One of the really obvious things to start looking at, and we’ve already started doing this, is looking at bioinformatics space. So right now we’re concentrating on helping people figure out the right platforms that they might need and the right providers who have those platforms, but of course, once you generate the data, you need to analyze it. So we’ve got some basic bioinformatics. I don’t want to say we have the offerings, but we help people find bioinformatics resources, but in a relatively rudimentary way.

The other big space, of course, that everyone’s interested in is the clinical space. The clinical market is really looking at sequencing and trying to figure out how they can use it. We definitely want to be a part of that. I don’t think it’s going to look the same, so maybe our underpinnings that we use to run the system will be the same, but how clinicians interact with us will probably be pretty different from how researchers interact with us. And so that’s something we’re always keeping an eye on to try and figure out when is this market really taking off and what problems do they have that we think we can solve?

You mentioned that AllSeq is working on a partnership with GCAT, Genome Comparison and Analytic Testing, a free community driven platform for evaluating the performance of NGS data analysis methods now owned by Gene By Gene. How will that add to AllSeq’s offerings?

We see the AllSeq mission and the GCAT mission as highly complementary with almost no overlap. As such, a partnership between the two of us seemed ideal. We're starting out simple (for example, by making sure that AllSeq users are aware of the GCAT tools), but we have plans for a much tighter integration in the future. Deciding on the proper data analysis methods is one of the hardest steps in an NGS project, and we feel the GCAT tools can really help with that.

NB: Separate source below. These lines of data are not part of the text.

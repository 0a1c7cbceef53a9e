use thiserror::Error;

/// Errors surfaced across parsing and move application.
///
/// These are the only fallible, caller-recoverable outcomes in the core.
/// Internal corruption (an out-of-range square, `undo()` with nothing to
/// undo, `NoColor` reaching a game-progressing operation) is a programming
/// fault and panics instead of returning one of these.
#[derive(Debug, Error, Clone, PartialEq, Eq)]
pub enum EngineError {
    #[error("invalid fen: {0}")]
    InvalidFen(String),

    #[error("invalid position: {0}")]
    InvalidPosition(String),

    #[error("invalid move: {0}")]
    InvalidMove(String),
}

pub type Result<T> = std::result::Result<T, EngineError>;
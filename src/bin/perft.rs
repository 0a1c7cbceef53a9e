//! Standalone perft diagnostic. Not a UCI or any other protocol handler —
//! argument parsing and interactive play belong to an external driver;
//! this binary exists purely to exercise the move generator against the
//! node counts in the engine's own test suite.
//!
//! Usage: perft [--fen <FEN>] [--divide] <depth>

use corvid::board::Position;
use corvid::logger;
use corvid::moves::perft::{perft, perft_divide};
use std::env;
use std::time::Instant;

const START_FEN: &str = "rnbqkbnr/pppppppp/8/8/8/8/PPPPPPPP/RNBQKBNR w KQkq - 0 1";

fn main() {
    logger::init_logging("logs/perft.log", "corvid=info");

    let args: Vec<String> = env::args().skip(1).collect();
    let mut fen = START_FEN.to_string();
    let mut divide = false;
    let mut depth = None;

    let mut i = 0;
    while i < args.len() {
        match args[i].as_str() {
            "--fen" => {
                i += 1;
                fen = args.get(i).cloned().unwrap_or_else(|| START_FEN.to_string());
            }
            "--divide" => divide = true,
            other => depth = other.parse::<u32>().ok(),
        }
        i += 1;
    }

    let depth = depth.unwrap_or(4);

    let mut pos = match Position::from_fen(&fen) {
        Ok(pos) => pos,
        Err(err) => {
            eprintln!("invalid fen: {err}");
            std::process::exit(1);
        }
    };

    let start = Instant::now();

    if divide {
        let mut total = 0;
        for (mv, count) in perft_divide(&mut pos, depth) {
            println!("{}: {}", mv.to_uci(), count);
            total += count;
        }
        println!("total: {total}");
    } else {
        let nodes = perft(&mut pos, depth);
        println!("nodes: {nodes}");
    }

    println!("elapsed: {:?}", start.elapsed());
}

We would like to, in the future, have a deeper integration and basically use the tools that GCAT has on the AllSeq site to help our researchers figure out what they need to do. So for example, they might be putting a project together for exome sequencing in human and one of the things we’re going to ask them is, how much sequencing do you need, what kind of coverage? Do you want 30X, 50X, 100X, 1000X? And sometimes people know and sometimes they don’t. Sometimes these are pretty brand-new users who haven’t done this before and they need a little bit of help. We try to give them that help, but with the GCAT tools, we can do it in a more objective way. We can say, “Well, tell you what, here are some standardized datasets that many, many people have analyzed. You could see what that data would look like at those different coverage levels, 30X, 50X, 100X. Maybe the difference between 30X and 60X is really dramatic, but 60X and 120X, you start seeing diminishing returns.”

Because it’s so easy to do on our system, they could even ask for estimates for both and they might find that the 120X is better, but it’s costing so much more because it’s kind of an unusual thing to ask for. They can decide that, “Well, maybe that’s not so important, I’ll just drop back down to the 60X or 50X.” Those are the kind of things that we think with a deeper partnership with GCAT, we’re going to be able to really offer our users some tools that would be really helpful.